* _About this task_:
What lines in the records below mention "ClearType"? List them all.

(Stored dataset items)
- - -

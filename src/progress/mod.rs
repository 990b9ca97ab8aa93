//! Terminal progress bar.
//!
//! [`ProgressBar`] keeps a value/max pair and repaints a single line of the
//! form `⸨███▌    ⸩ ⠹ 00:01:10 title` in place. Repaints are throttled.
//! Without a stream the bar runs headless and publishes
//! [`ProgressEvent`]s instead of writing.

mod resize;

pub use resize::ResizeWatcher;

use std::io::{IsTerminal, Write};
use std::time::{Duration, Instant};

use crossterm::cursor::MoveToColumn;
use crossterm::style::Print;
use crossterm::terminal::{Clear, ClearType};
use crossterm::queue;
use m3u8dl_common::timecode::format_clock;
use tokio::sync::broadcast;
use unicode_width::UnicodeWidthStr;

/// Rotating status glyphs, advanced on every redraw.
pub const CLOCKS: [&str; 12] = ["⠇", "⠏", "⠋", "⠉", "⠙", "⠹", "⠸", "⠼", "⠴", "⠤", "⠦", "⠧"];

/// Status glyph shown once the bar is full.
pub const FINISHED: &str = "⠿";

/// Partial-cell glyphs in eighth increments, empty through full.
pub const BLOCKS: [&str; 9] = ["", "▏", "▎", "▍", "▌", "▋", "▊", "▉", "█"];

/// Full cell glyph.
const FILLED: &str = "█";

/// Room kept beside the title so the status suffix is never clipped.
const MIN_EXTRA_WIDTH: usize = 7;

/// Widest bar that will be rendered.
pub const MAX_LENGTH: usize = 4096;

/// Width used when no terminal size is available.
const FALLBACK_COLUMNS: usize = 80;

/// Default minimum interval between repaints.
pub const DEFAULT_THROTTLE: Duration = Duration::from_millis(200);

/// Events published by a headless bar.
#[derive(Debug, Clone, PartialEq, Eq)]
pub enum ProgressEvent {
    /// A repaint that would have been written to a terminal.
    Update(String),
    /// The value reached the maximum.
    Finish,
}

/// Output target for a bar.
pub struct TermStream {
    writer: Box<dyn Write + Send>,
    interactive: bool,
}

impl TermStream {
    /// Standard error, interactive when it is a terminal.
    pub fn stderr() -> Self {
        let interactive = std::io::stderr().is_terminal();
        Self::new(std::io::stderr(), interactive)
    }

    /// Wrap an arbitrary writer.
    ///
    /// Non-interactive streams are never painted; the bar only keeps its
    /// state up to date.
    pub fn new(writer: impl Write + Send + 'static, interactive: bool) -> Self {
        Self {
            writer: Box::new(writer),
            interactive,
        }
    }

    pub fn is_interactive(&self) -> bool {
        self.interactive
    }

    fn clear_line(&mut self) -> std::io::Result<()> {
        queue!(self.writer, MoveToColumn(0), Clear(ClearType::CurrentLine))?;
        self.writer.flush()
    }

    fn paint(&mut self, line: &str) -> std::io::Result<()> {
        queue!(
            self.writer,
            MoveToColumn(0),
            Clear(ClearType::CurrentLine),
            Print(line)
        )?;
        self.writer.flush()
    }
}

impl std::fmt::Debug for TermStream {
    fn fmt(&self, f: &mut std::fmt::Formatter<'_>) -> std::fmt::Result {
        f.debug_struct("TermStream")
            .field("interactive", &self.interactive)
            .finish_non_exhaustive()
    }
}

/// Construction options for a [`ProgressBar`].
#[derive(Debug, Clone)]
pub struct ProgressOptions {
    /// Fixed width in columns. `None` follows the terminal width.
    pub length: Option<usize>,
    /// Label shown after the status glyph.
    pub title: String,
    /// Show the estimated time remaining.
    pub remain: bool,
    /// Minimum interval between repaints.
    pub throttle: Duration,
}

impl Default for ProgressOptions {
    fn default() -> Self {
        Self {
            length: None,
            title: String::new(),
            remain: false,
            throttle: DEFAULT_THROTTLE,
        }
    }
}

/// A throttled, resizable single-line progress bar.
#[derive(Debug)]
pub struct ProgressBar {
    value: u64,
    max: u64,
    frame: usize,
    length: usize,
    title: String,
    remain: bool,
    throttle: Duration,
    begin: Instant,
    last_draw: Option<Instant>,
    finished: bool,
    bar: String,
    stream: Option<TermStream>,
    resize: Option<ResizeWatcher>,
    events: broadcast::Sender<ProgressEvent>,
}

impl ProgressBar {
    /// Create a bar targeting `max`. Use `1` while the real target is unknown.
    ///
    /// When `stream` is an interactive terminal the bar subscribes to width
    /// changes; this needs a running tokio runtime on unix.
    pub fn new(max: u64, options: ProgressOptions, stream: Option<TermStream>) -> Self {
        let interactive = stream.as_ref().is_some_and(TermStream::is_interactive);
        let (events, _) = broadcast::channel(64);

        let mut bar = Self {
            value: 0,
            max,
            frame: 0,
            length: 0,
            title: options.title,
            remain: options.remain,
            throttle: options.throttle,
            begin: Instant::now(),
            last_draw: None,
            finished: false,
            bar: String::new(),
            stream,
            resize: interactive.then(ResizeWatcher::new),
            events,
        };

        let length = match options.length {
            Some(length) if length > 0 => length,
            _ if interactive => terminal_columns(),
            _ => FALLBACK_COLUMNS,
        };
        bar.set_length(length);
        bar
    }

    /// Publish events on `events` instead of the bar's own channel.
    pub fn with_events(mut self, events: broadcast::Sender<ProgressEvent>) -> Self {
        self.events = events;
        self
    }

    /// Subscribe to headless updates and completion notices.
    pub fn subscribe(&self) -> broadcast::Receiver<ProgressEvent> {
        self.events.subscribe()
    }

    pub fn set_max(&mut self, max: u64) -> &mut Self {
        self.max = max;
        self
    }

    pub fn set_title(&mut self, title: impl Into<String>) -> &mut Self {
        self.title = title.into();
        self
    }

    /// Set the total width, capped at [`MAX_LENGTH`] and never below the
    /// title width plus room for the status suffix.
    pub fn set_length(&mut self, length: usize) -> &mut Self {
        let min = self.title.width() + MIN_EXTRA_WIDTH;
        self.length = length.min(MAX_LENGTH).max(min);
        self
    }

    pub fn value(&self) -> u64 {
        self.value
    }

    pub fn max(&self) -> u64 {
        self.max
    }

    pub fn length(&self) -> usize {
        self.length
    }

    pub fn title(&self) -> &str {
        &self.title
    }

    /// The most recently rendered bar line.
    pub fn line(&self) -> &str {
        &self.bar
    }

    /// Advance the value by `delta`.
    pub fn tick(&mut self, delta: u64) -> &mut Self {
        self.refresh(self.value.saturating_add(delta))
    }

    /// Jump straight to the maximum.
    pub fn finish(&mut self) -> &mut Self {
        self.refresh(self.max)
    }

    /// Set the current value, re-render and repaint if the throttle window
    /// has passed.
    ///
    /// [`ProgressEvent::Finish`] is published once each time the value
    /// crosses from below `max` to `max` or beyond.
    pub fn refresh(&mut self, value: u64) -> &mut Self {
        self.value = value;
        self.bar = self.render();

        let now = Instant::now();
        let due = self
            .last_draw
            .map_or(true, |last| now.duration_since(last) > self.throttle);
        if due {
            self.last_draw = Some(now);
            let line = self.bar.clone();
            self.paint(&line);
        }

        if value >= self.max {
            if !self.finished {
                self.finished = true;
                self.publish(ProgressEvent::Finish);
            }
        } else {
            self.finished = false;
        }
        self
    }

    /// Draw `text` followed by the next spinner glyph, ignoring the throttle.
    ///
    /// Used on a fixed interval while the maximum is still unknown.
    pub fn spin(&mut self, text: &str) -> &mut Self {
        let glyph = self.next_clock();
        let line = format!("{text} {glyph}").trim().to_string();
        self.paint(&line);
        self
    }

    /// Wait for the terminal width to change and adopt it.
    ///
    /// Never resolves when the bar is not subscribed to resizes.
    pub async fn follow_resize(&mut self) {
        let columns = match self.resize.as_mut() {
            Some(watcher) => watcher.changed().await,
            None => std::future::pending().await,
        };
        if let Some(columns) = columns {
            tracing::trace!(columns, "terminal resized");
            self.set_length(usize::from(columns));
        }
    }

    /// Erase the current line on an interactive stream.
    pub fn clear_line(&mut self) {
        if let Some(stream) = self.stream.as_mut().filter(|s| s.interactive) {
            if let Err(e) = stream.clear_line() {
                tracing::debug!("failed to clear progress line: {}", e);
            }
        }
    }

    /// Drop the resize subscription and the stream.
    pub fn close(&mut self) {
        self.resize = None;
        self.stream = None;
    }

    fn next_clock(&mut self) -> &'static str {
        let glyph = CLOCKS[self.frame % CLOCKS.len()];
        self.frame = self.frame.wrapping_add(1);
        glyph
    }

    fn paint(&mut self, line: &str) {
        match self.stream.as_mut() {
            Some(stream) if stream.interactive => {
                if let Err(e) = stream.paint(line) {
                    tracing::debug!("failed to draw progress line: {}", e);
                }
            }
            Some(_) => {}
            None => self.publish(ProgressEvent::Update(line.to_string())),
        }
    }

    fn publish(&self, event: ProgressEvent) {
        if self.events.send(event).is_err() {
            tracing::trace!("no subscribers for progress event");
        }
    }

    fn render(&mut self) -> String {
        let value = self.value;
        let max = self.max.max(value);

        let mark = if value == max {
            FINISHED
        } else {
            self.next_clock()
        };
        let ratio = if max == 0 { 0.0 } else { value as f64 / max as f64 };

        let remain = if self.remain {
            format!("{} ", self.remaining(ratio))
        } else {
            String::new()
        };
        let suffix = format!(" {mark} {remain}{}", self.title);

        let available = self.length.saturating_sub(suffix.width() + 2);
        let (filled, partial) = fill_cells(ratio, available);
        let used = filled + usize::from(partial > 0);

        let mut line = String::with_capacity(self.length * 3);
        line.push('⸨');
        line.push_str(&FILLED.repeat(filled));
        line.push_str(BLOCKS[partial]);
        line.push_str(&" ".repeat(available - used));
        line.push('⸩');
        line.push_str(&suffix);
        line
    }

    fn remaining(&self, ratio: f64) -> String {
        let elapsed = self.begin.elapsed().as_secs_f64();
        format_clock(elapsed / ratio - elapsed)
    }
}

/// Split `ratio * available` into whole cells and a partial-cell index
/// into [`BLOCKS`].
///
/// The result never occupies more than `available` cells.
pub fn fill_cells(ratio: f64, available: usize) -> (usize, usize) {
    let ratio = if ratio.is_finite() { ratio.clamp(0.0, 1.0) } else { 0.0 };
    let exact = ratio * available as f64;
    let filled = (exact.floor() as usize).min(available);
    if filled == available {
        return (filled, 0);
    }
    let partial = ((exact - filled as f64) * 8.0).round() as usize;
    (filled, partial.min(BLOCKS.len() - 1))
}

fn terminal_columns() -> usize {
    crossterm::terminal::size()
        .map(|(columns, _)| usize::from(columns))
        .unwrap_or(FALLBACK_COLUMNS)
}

- - -

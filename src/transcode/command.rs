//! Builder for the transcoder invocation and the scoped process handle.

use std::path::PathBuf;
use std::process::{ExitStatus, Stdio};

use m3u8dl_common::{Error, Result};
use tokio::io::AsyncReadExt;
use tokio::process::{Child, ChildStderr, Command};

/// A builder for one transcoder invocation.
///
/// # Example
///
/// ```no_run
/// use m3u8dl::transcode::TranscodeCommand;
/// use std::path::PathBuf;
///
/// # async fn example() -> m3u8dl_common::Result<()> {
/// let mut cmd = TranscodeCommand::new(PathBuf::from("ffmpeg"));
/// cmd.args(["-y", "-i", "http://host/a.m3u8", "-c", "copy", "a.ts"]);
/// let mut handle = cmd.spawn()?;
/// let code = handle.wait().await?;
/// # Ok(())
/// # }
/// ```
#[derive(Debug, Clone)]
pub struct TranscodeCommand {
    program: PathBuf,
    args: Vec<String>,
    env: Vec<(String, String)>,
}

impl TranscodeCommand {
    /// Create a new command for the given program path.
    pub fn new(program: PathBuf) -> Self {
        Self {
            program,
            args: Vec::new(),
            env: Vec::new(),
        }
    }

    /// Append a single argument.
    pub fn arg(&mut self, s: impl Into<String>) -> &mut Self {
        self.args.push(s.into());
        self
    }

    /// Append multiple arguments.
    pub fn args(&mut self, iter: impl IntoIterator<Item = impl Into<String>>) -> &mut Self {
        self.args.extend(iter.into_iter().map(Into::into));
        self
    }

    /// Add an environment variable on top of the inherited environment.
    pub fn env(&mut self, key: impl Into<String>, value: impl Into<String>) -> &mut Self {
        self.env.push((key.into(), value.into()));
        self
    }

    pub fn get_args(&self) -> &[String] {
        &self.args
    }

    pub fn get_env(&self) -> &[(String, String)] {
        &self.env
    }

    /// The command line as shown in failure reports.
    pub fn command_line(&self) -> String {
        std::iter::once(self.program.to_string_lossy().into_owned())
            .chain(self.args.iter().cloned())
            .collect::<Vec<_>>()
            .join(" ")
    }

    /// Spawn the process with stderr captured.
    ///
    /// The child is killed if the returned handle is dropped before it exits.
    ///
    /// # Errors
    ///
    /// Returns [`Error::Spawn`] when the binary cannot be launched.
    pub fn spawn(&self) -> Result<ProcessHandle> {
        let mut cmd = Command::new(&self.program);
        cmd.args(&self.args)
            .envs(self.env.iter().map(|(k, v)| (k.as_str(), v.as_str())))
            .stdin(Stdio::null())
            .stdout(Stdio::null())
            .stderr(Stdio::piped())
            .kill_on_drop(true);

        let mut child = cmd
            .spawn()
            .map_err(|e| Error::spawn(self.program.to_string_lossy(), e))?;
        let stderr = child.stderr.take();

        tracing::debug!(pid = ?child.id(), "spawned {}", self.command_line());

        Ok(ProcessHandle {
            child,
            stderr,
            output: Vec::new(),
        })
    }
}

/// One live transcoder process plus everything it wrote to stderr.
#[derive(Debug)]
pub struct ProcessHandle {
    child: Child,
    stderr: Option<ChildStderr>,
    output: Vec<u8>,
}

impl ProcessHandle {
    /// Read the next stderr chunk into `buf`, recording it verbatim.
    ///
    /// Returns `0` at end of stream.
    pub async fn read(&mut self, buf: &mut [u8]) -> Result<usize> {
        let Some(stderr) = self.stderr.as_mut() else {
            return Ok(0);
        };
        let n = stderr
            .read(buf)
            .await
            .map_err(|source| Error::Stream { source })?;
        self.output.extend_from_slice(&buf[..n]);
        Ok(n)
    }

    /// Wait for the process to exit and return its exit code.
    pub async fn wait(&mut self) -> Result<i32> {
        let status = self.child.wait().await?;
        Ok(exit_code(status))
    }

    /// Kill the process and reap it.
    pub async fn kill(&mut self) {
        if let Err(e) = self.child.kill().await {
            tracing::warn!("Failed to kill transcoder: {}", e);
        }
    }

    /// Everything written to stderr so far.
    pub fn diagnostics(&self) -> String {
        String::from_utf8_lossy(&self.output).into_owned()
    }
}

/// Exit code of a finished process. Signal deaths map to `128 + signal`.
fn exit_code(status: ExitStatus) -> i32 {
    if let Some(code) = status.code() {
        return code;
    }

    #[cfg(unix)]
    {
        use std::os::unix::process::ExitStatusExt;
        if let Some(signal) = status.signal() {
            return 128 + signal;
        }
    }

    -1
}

- - -

* _Problem solution_:
use crossterm::terminal::{Clear, ClearType};
        queue!(self.writer, MoveToColumn(0), Clear(ClearType::CurrentLine))?;
            Clear(ClearType::CurrentLine),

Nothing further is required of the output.